Son collègue, plus jeune, recula, pris de nausée. L’odeur de la vermine, de la pourriture, du produit anti-cafard, il pouvait supporter. Mais ça non !
Surtout que le corps, un corps de gros homme adipeux, servait actuellement de lieu de festin pour la population grouillante du sous-sol !
Madame Antonivela, prévenue la première, courut au parlophone de l’immeuble et appela le commissariat.
- Tu n’es qu’une petite fripouille, Sobotka, disait Novembre au garçon assis devant lui. Avec ce que tu transportais, tu vas prendre facilement quatre ou cinq ans de Château. Tu comprends ?
Le truand pleurnichait bêtement. Il tournait la tête vers la vitre du bureau, par laquelle il voyait les réverbères au gaz, et le brigadier en faction sous la pluie.
- Et la prochaine fois, c’est la corde, mon petit, tu entends ? On vient encore de nous envoyer une circulaire. C’est ça, la consigne : à la troisième fois, c’est la pendaison ! On ne peut pas faire plus simple !
L’inspecteur soupira.
- Si au moins tu me disais qui te fournit, mais non… Tu crois qu’en couvrant les gros vendeurs, tu vas te faire une réputation dans le Milieu. Que tu ne seras pas une balance !... Mais tu n’es qu’un pauvre imbécile Sobotka ! Ils se servent de toi et sont bien contents d’en trouver, des petits vendeurs qui se font prendre et qui disparaissent, bientôt remplacés par d’autres !

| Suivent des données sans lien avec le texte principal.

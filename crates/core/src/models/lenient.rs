//! Permissive field decoders.
//!
//! Booking documents are loosely typed: a field may be missing, null, or
//! carry the wrong JSON type. Each decoder here accepts any JSON value and
//! falls back to the zero value instead of failing the whole document.

use serde::de::DeserializeOwned;
use serde::{Deserialize, Deserializer};
use serde_json::Value;

/// Decode a string, coercing numbers and booleans to their text form.
pub fn string<'de, D>(deserializer: D) -> Result<String, D::Error>
where
    D: Deserializer<'de>,
{
    let value = Value::deserialize(deserializer)?;
    Ok(match value {
        Value::String(s) => s,
        Value::Number(n) => n.to_string(),
        Value::Bool(b) => b.to_string(),
        _ => String::new(),
    })
}

/// Decode an integer, accepting numeric strings and truncating floats.
pub fn int<'de, D>(deserializer: D) -> Result<i64, D::Error>
where
    D: Deserializer<'de>,
{
    let value = Value::deserialize(deserializer)?;
    Ok(match value {
        Value::Number(n) => n.as_i64().or_else(|| n.as_f64().map(|f| f as i64)).unwrap_or(0),
        Value::String(s) => {
            let s = s.trim();
            s.parse::<i64>().ok().or_else(|| s.parse::<f64>().ok().map(|f| f as i64)).unwrap_or(0)
        }
        Value::Bool(b) => i64::from(b),
        _ => 0,
    })
}

/// Decode a boolean, accepting numbers and the usual truthy strings.
pub fn boolean<'de, D>(deserializer: D) -> Result<bool, D::Error>
where
    D: Deserializer<'de>,
{
    let value = Value::deserialize(deserializer)?;
    Ok(match value {
        Value::Bool(b) => b,
        Value::Number(n) => n.as_f64().is_some_and(|f| f != 0.0),
        Value::String(s) => matches!(s.trim().to_ascii_lowercase().as_str(), "true" | "t" | "yes" | "y" | "1"),
        _ => false,
    })
}

/// Decode a nested object. Null means absent; a non-object yields `T::default()`.
pub fn object<'de, D, T>(deserializer: D) -> Result<Option<T>, D::Error>
where
    D: Deserializer<'de>,
    T: DeserializeOwned + Default,
{
    let value = Value::deserialize(deserializer)?;
    if value.is_null() {
        return Ok(None);
    }
    Ok(Some(serde_json::from_value(value).unwrap_or_default()))
}

/// Decode an array of nested objects. Anything but an array yields an empty list.
pub fn list<'de, D, T>(deserializer: D) -> Result<Vec<T>, D::Error>
where
    D: Deserializer<'de>,
    T: DeserializeOwned + Default,
{
    let value = Value::deserialize(deserializer)?;
    Ok(match value {
        Value::Array(items) => items.into_iter().map(|item| serde_json::from_value(item).unwrap_or_default()).collect(),
        _ => Vec::new(),
    })
}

Le truand baissait la tête.
- Tu ne veux rien me dire ?... Tant pis pour toi. Signe ta déposition et bon voyage ! Tu repenseras à moi quand tu seras en train de casser des cailloux. Si tu voulais m’aider, je pourrai faire un geste… raccourcir la durée de ton séjour. Au lieu de quoi, tu pars pour plusieurs années et les gros bonnets s’occupent déjà de te trouver un remplaçant.
Un brigadier entra et emmena Sobotka. L’autre porte s’ouvrit : c’était celle du bureau des communications.
- Inspecteur, nous recevons un message.
- D’où cette fois ?
- 28, rue des Culs-de-Lampe.
Novembre regarda son jeune collègue, effaré.
- Tu te moques de moi ?
- Mais non, inspecteur…
- C’est ma femme qui appelle ?
- Non, je ne crois pas. C’est la concierge.
- Fais-moi voir ça !
Le policier passa la copie manuscrite du message. Pas d’erreur : il venait bien de l’immeuble de Novembre !
- J’y vais, bien sûr, soupira l’inspecteur en enfilant son manteau.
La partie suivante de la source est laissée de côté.